What you need to know:
- A number of nursing mothers and communities believe that the prenatal teeth are a sign of bad omen; a generational curse.
- The prenatal teeth often grow when the baby is between zero to six months.
When Ms Zainab Makoha delivered her first born daughter early this year, she was looking forward to bringing up a healthy baby.
The first two weeks of motherhood had been fun, with the baby sleeping most of the time, giving the first time mother enough time to relax.
Trouble, however, began when the baby turned three weeks old. She would cry a lot and hardly slept at night. Her temperatures were also high while she could not eat anything. At first, Ms Makoha thought that the baby was having stomach upset and decided to buy syrups. However, the cries did not stop. “I had made up my mind to visit a health centre with the baby, but a neighbour advised that she may have grown plastic teeth.”
The neighbour examined the baby by inserting her finger inside her mouth, confirming that she had developed teeth at the sides of her jaws.
At first Ms Makoha was scared — this was the first time she was learning of a three-weeks-old baby growing teeth, which was rather abnormal. “The situation was worsened by the fact that my community believes that a baby who is born with teeth or develops them earlier is a bad omen or generational curse.”
“The neighbour advised that the teeth had to be removed or I would lose the baby. At this point, I got so confused. How was such a young baby going to survive the pain of teeth removal.”
Another matter of concern was that the teeth were to be removed by a traditional herbalist “because going to the hospital would slow the healing process”.
Eventually, Ms Makoha gave in.
The process was so painful. The screams got louder as the 70-year-old traditional medicine man removed three teeth from the jaws of the baby using forceps. To stop the bleeding, he applied some medicine on the injured jaws before handing over the baby to her mother. The bleeding, however, did not stop, and she succumbed to severe bleeding.
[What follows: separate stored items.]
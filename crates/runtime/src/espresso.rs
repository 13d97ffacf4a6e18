//! HTTP client for the Espresso instrumentation server.

use std::path::PathBuf;
use std::sync::Arc;
use std::time::{Duration, Instant};

use async_trait::async_trait;
use parking_lot::Mutex;
use serde_json::{Value, json};
use spresso_protocol::{Capabilities, Method, ProxyRequest, ProxyResponse};
use tracing::{debug, info, warn};

use crate::device::DeviceControl;
use crate::error::{Error, Result};
use crate::server::{ServerConfig, TEST_APK_PKG, TestServer, TestServerFactory};

/// Instrumentation runner that hosts the server.
pub const INSTRUMENTATION_COMPONENT: &str =
	"io.appium.espressoserver.test/androidx.test.runner.AndroidJUnitRunner";

const STATUS_POLL_INTERVAL: Duration = Duration::from_millis(500);
const REQUEST_TIMEOUT: Duration = Duration::from_secs(240);

/// Creates [`EspressoServer`] handles that install a prebuilt server package.
#[derive(Debug, Clone)]
pub struct EspressoServerFactory {
	server_apk: PathBuf,
}

impl EspressoServerFactory {
	pub fn new(server_apk: impl Into<PathBuf>) -> Self {
		Self {
			server_apk: server_apk.into(),
		}
	}
}

impl TestServerFactory for EspressoServerFactory {
	fn create(&self, config: ServerConfig, device: Arc<dyn DeviceControl>) -> Arc<dyn TestServer> {
		Arc::new(EspressoServer::new(config, device, self.server_apk.clone()))
	}
}

/// One Espresso server reachable through a forwarded host port.
pub struct EspressoServer {
	config: ServerConfig,
	device: Arc<dyn DeviceControl>,
	server_apk: PathBuf,
	http: reqwest::Client,
	session_id: Mutex<Option<String>>,
}

impl EspressoServer {
	pub fn new(config: ServerConfig, device: Arc<dyn DeviceControl>, server_apk: PathBuf) -> Self {
		let http = reqwest::Client::builder()
			.timeout(REQUEST_TIMEOUT)
			.build()
			.unwrap_or_default();
		Self {
			config,
			device,
			server_apk,
			http,
			session_id: Mutex::new(None),
		}
	}

	/// Session id assigned by the server, once started.
	pub fn session_id(&self) -> Option<String> {
		self.session_id.lock().clone()
	}

	fn remote_session_id(&self) -> Result<String> {
		self.session_id()
			.ok_or_else(|| Error::ServerError("no session is running on the Espresso server".to_string()))
	}

	/// Copies the server package next to the session files so signing never touches the original.
	async fn prepare_server_apk(&self) -> Result<PathBuf> {
		if !tokio::fs::try_exists(&self.server_apk).await.unwrap_or(false) {
			return Err(Error::InvalidApp {
				app: self.server_apk.display().to_string(),
				reason: "the Espresso server package does not exist".to_string(),
			});
		}
		let dir = match &self.config.tmp_dir {
			Some(dir) => dir.clone(),
			None => std::env::temp_dir(),
		};
		tokio::fs::create_dir_all(&dir).await?;
		let package = self.config.app_package.as_deref().unwrap_or("app");
		let target = dir.join(format!("espresso-server-{package}.apk"));
		tokio::fs::copy(&self.server_apk, &target).await?;

		let signed = self
			.device
			.check_apk_cert(&target, Some(TEST_APK_PKG))
			.await?;
		if !signed {
			self.device.sign(&target, Some(TEST_APK_PKG)).await.map_err(|e| Error::SigningFailed {
				path: target.clone(),
				reason: e.to_string(),
			})?;
		}
		Ok(target)
	}
}

#[async_trait]
impl TestServer for EspressoServer {
	async fn install_test_apk(&self) -> Result<()> {
		if self.config.skip_server_installation {
			info!(target = "spresso.server", "skipping Espresso server installation");
			return Ok(());
		}
		if self.config.force_rebuild || self.config.build_config.is_some() {
			warn!(
				target = "spresso.server",
				apk = %self.server_apk.display(),
				"server rebuilds are not supported; installing the prebuilt server package"
			);
		}

		let apk = self.prepare_server_apk().await?;
		if self.device.is_app_installed(TEST_APK_PKG).await? {
			self.device.uninstall_apk(TEST_APK_PKG).await?;
		}
		self.device
			.install_apk(&apk, self.config.install_timeout_ms)
			.await?;
		info!(target = "spresso.server", apk = %apk.display(), "installed Espresso server");
		Ok(())
	}

	async fn start_session(&self, caps: &Capabilities) -> Result<()> {
		let mut args = vec![
			("debug".to_string(), "false".to_string()),
			("disableAnalytics".to_string(), "true".to_string()),
		];
		if self.config.disable_suppress_accessibility_service {
			args.push(("disableSuppressAccessibilityService".to_string(), "true".to_string()));
		}
		self.device
			.start_instrumentation(INSTRUMENTATION_COMPONENT, &args)
			.await?;

		let base_url = self.config.base_url();
		wait_for_status(&self.http, &base_url, self.config.launch_timeout_ms).await?;

		let payload = json!({
			"capabilities": {
				"firstMatch": [caps],
				"alwaysMatch": {},
			}
		});
		let response = self
			.http
			.post(format!("{base_url}/session"))
			.json(&payload)
			.send()
			.await?;
		let status = response.status().as_u16();
		let body: Value = response.json().await?;
		let session_id = parse_session_response(status, &body)?;
		info!(target = "spresso.server", session_id = %session_id, "Espresso session started");
		*self.session_id.lock() = Some(session_id);
		Ok(())
	}

	async fn delete_session(&self) -> Result<()> {
		let Some(session_id) = self.session_id.lock().take() else {
			return Ok(());
		};
		let url = format!("{}/session/{session_id}", self.config.base_url());
		let response = self.http.delete(url).send().await?;
		if !response.status().is_success() {
			return Err(Error::ServerError(format!(
				"deleting session {session_id} returned HTTP {}",
				response.status().as_u16()
			)));
		}
		Ok(())
	}

	async fn proxy(&self, request: ProxyRequest) -> Result<ProxyResponse> {
		let path = match self.session_id() {
			Some(id) => rewrite_session_path(&request.path, &id),
			None => request.path.clone(),
		};
		let url = format!("{}{path}", self.config.base_url());
		debug!(target = "spresso.server", method = %request.method, url = %url, "proxying");

		let mut builder = self.http.request(to_reqwest(request.method), url);
		if !request.body.is_empty() {
			builder = builder
				.header(reqwest::header::CONTENT_TYPE, "application/json; charset=utf-8")
				.body(request.body);
		}
		let response = builder.send().await?;
		let status = response.status().as_u16();
		let content_type = response
			.headers()
			.get(reqwest::header::CONTENT_TYPE)
			.and_then(|value| value.to_str().ok())
			.map(str::to_string);
		let body = response.bytes().await?.to_vec();
		Ok(ProxyResponse {
			status,
			content_type,
			body,
		})
	}

	async fn proxy_command(&self, method: Method, path: &str, body: Option<Value>) -> Result<Value> {
		let url = format!("{}/session/{}{path}", self.config.base_url(), self.remote_session_id()?);
		let mut builder = self.http.request(to_reqwest(method), url);
		if let Some(body) = &body {
			builder = builder.json(body);
		}
		let response = builder.send().await?;
		let status = response.status().as_u16();
		let body: Value = response.json().await?;
		if let Some(message) = error_message(&body) {
			return Err(Error::ServerError(message));
		}
		if status >= 400 {
			return Err(Error::ServerError(format!("{method} {path} returned HTTP {status}")));
		}
		Ok(body.get("value").cloned().unwrap_or(Value::Null))
	}
}

/// Polls `GET /status` until the server answers successfully.
pub async fn wait_for_status(http: &reqwest::Client, base_url: &str, timeout_ms: u64) -> Result<()> {
	let url = format!("{base_url}/status");
	let deadline = Instant::now() + Duration::from_millis(timeout_ms);
	loop {
		match http.get(&url).timeout(STATUS_POLL_INTERVAL * 4).send().await {
			Ok(response) if response.status().is_success() => {
				debug!(target = "spresso.server", url = %url, "server is up");
				return Ok(());
			}
			Ok(response) => {
				debug!(target = "spresso.server", status = response.status().as_u16(), "server not ready")
			}
			Err(err) => debug!(target = "spresso.server", error = %err, "server not reachable yet"),
		}
		if Instant::now() >= deadline {
			return Err(Error::ServerLaunchTimeout { timeout_ms });
		}
		tokio::time::sleep(STATUS_POLL_INTERVAL).await;
	}
}

/// Extracts the session id from a `POST /session` answer.
pub fn parse_session_response(status: u16, body: &Value) -> Result<String> {
	if let Some(message) = error_message(body) {
		return Err(Error::ServerError(message));
	}
	if status >= 400 {
		return Err(Error::ServerError(format!("session creation returned HTTP {status}")));
	}
	body.pointer("/value/sessionId")
		.or_else(|| body.get("sessionId"))
		.and_then(Value::as_str)
		.map(str::to_string)
		.ok_or_else(|| Error::ServerError(format!("session creation returned no session id: {body}")))
}

fn error_message(body: &Value) -> Option<String> {
	let value = body.get("value")?;
	let error = value.get("error")?.as_str()?;
	let message = value.get("message").and_then(Value::as_str).unwrap_or_default();
	Some(format!("{error}: {message}"))
}

/// Replaces the session id segment of `/session/<id>/...` with `server_id`.
pub fn rewrite_session_path(path: &str, server_id: &str) -> String {
	let Some(rest) = path.strip_prefix("/session/") else {
		return path.to_string();
	};
	match rest.split_once('/') {
		Some((_, tail)) => format!("/session/{server_id}/{tail}"),
		None => format!("/session/{server_id}"),
	}
}

fn to_reqwest(method: Method) -> reqwest::Method {
	match method {
		Method::Get => reqwest::Method::GET,
		Method::Post => reqwest::Method::POST,
		Method::Delete => reqwest::Method::DELETE,
	}
}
Dr Vitalis Ogolla, a dentist at Royal Dental Clinic, Kisumu says quite a number of babies are born with milk teeth, an issue that should not be a cause for alarm. During birth, the teeth appear like eruption cysts that may shrink and disappear as the baby grows.
“In some cases, they end up developing into milk teeth,” says Dr Ogolla, noting that the teeth are referred to as natal when they grow within one month of birth and natal when they grow after one month.
The prenatal teeth often grow when the baby is between zero to six months. “Normally, there is no cause for alarm, these are normal gum teeth that choose to come early,” he says.
A number of nursing mothers and communities believe that the prenatal teeth are a sign of bad omen, a generational curse, while some also associate it with death.
Just like Ms Makokha, some women also think that the early growth of teeth results in poor feeding, loss of weight and mouth infection. “When a baby grows teeth, it often appears as a foreign body and they tend to touch the area, thus introducing bacteria to the mouth in the process, “continues Dr Ogolla.
Dr Immaculate Opondo, a paedodentist at Jaramogi Oginga Odinga Teaching and Referral Hospital, further clarifies that 99 per cent of children brought to the hospital for growing ‘plastic’ teeth have no problem at all, and instead maybe ailing from a different infection.
“A number of new mothers believe that plastic teeth are maggots that when not removed result in fever, weight loss, poor eating habits, persistent pain and even death,” she says.
Most caregivers often prefer taking their children to traditional birth attendants, who remove the teeth using crude and unsterilised instruments without anesthesia, which may result in severe bleeding.
Dr Ogolla, however, cautions that the traditional practices may only introduce bacteria and infections such as septicemia, a serious blood stream infection.
“The baby may also suffer from severe bleeding, leading to death if not properly treated, “adds Dr Opondo.
The removal of the prenatal teeth, also referred to as infantoral mutilation, may also result in poor growth of the jaws, crowding of teeth in the mouth and poor growth of the milk teeth, thus affecting the baby’s feeding.
“We do not know how many children are dying due to this exercise, we can only tell those who die after they are brought to the hospital. More children are dying without our knowledge, “she says.
Health experts do not recommend the removal of the teeth unless they cause discomfort to either the baby or mother during breastfeeding, bruise the infant’s tongue, leading to ulcers or the rigor disease.
The milk teeth, which are always loose, may also accidentally fall and be swallowed by the infant, which may be dangerous.
In such cases, a dentist should be called to examine the teeth.
The health expert can then choose to smoothen the edges of the teeth to prevent them from causing further harm or remove them using sterilised instruments with proper medication.
"The babies must also stick to breast feeding and only be introduced to solid foods at the required time despite having grown the milk teeth earlier,"concludes Dr Ogolla.